Temyiz İsteminde Bulunan …
Karşı Taraf : Gazikent Vergi Dairesi Müdürlüğü /GAZİANTEP
İstemin Özeti : Yükümlünün ortağı olduğu … Şti. adına kesilen kaçakçılık cezası nedeniyle yükümlünün gayrimenkulü üzerine uygulanan haczin kaldırılması istemiyle yapılan başvurunun reddine dair Vergi Dairesi Müdürlüğünün … tarih ve … sayılı işleminin iptali istemiyle açılan davayı; yükümlünün ortağı bulunduğu … Şti’nin 1997 yılı hesaplarının incelenmesi sonucu adına … TL. kaçakçılık cezası kesildiği, bu cezaya ilişkin olarak 5.11.1998 tarihinde yükümlü, gayrimenkulünü teminat olarak gösterdiği, ancak yükümlü 3.10.2000 tarihli dilekçesi ile davalı idareye başvurarak şirketteki hissesini 28.5.1997 tarihi itibariyle devrettiği tarihe kadar olan şirket borçlarından dolayı vazettiği veya vazını taahhüt ettiği sermaye miktarından sorumlu olduğunu belirterek taahhüt ettiği sermaye payı oranında yeniden teminat gösterilmek şartı ile gayrimenkulün üzerindeki haciz işleminin kaldırılmasını taleb ettiği, bu talebin reddedildiği, yükümlü tarafından fiilen ortağı olduğu dönemde şirket adına kesilen cezaya karşı da dava açıldığı, bu nedenle gayrimenkul üzerindeki haciz tatbikine ilişkin davanın, anılan dava ile irtibatlı olduğu, gayrimenkul üzerindeki haciz şerhinin kaldırılmasının bu davanın yükümlü lehine sonuçlanması halinde mümkün olabileceği, sözkonusu dava hakkında verilecek kararın, karar düzeltme safhasından sonra kesinleşecek olması karşısında, davacı talebinin reddine ilişkin davalı idare işleminde hukuka aykırılık görülmediği gerekçesiyle reddeden … Vergi Mahkemesinin … tarih ve … sayılı kararının; vergi mahkemesinin yorum hatası yaptığı, teminatın verilmesine dayanak teşkil eden kaçakçılık cezasına karşı açılan davanın yükümlü lehine sonuçlandığı öne sürülerek bozulması istenilmektedir.
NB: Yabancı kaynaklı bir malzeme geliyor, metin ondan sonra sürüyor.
impl Event {
    /// Short label for logs and transition history
    pub fn label(&self) -> &'static str {
        match self {
            Event::EntryAnimationDone { .. } => "entry_animation_done",
            Event::ScanAccepted { .. } => "scan_accepted",
            Event::TimerElapsed { .. } => "timer_elapsed",
            Event::SkipRequested => "skip_requested",
            Event::CaptureRequested => "capture_requested",
            Event::PhotoTaken { .. } => "photo_taken",
            Event::PhotoFailed { .. } => "photo_failed",
            Event::PhotoStored { .. } => "photo_stored",
            Event::SuccessAnimationDone { .. } => "success_animation_done",
            Event::ExitAnimationDone { .. } => "exit_animation_done",
            Event::CameraReady => "camera_ready",
            Event::FlashToggled => "flash_toggled",
            Event::FocusRequested { .. } => "focus_requested",
            Event::Teardown => "teardown",
        }
    }
}

/// Side effects requested by a transition, executed in order by the driver
#[derive(Debug, Clone, PartialEq, Serialize, Deserialize)]
pub enum Effect {
    Animate(Animation),
    StartTimer { timer: TimerId, after: Duration },
    CancelTimer(TimerId),
    ResumePreview,
    SetFlash(FlashState),
    FocusCamera(FocusPoint),
    TakePhoto { step: usize },
    DeliverPhoto {
        step: usize,
        image: ImageRef,
        is_emulated: bool,
    },
    ReportFailure(CaptureFailure),
    StepCompleted(StepRecord),
    /// Sequence finished; notify the host
    Finished,
}

/// Transient tap-to-focus marker
#[derive(Debug, Clone, Copy, PartialEq, Serialize, Deserialize)]
pub struct FocusIndicator {
    pub point: FocusPoint,
    pub timer: TimerId,
}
Savunmanın Özeti : Yasal dayanaktan yoksun olan temyiz isteminin reddi gerektiği savunulmaktadır.
Savcı …’nın Düşüncesi : Temyiz dilekçesinde öne sürülen hususlar, 2577 sayılı İdari Yargılama Usulü Yasasının 49. maddesinin 1. fıkrasında belirtilen nedenlerden hiçbirisine uymayıp Vergi Mahkemesince verilen kararın dayandığı hukuki ve yasal nedenler karşısında, anılan kararın bozulmasını gerektirir nitelikte görülmemektedir.
Açıklanan nedenle temyiz isteminin reddi ile Vergi Mahkemesi kararının onanması gerektiği düşünülmektedir.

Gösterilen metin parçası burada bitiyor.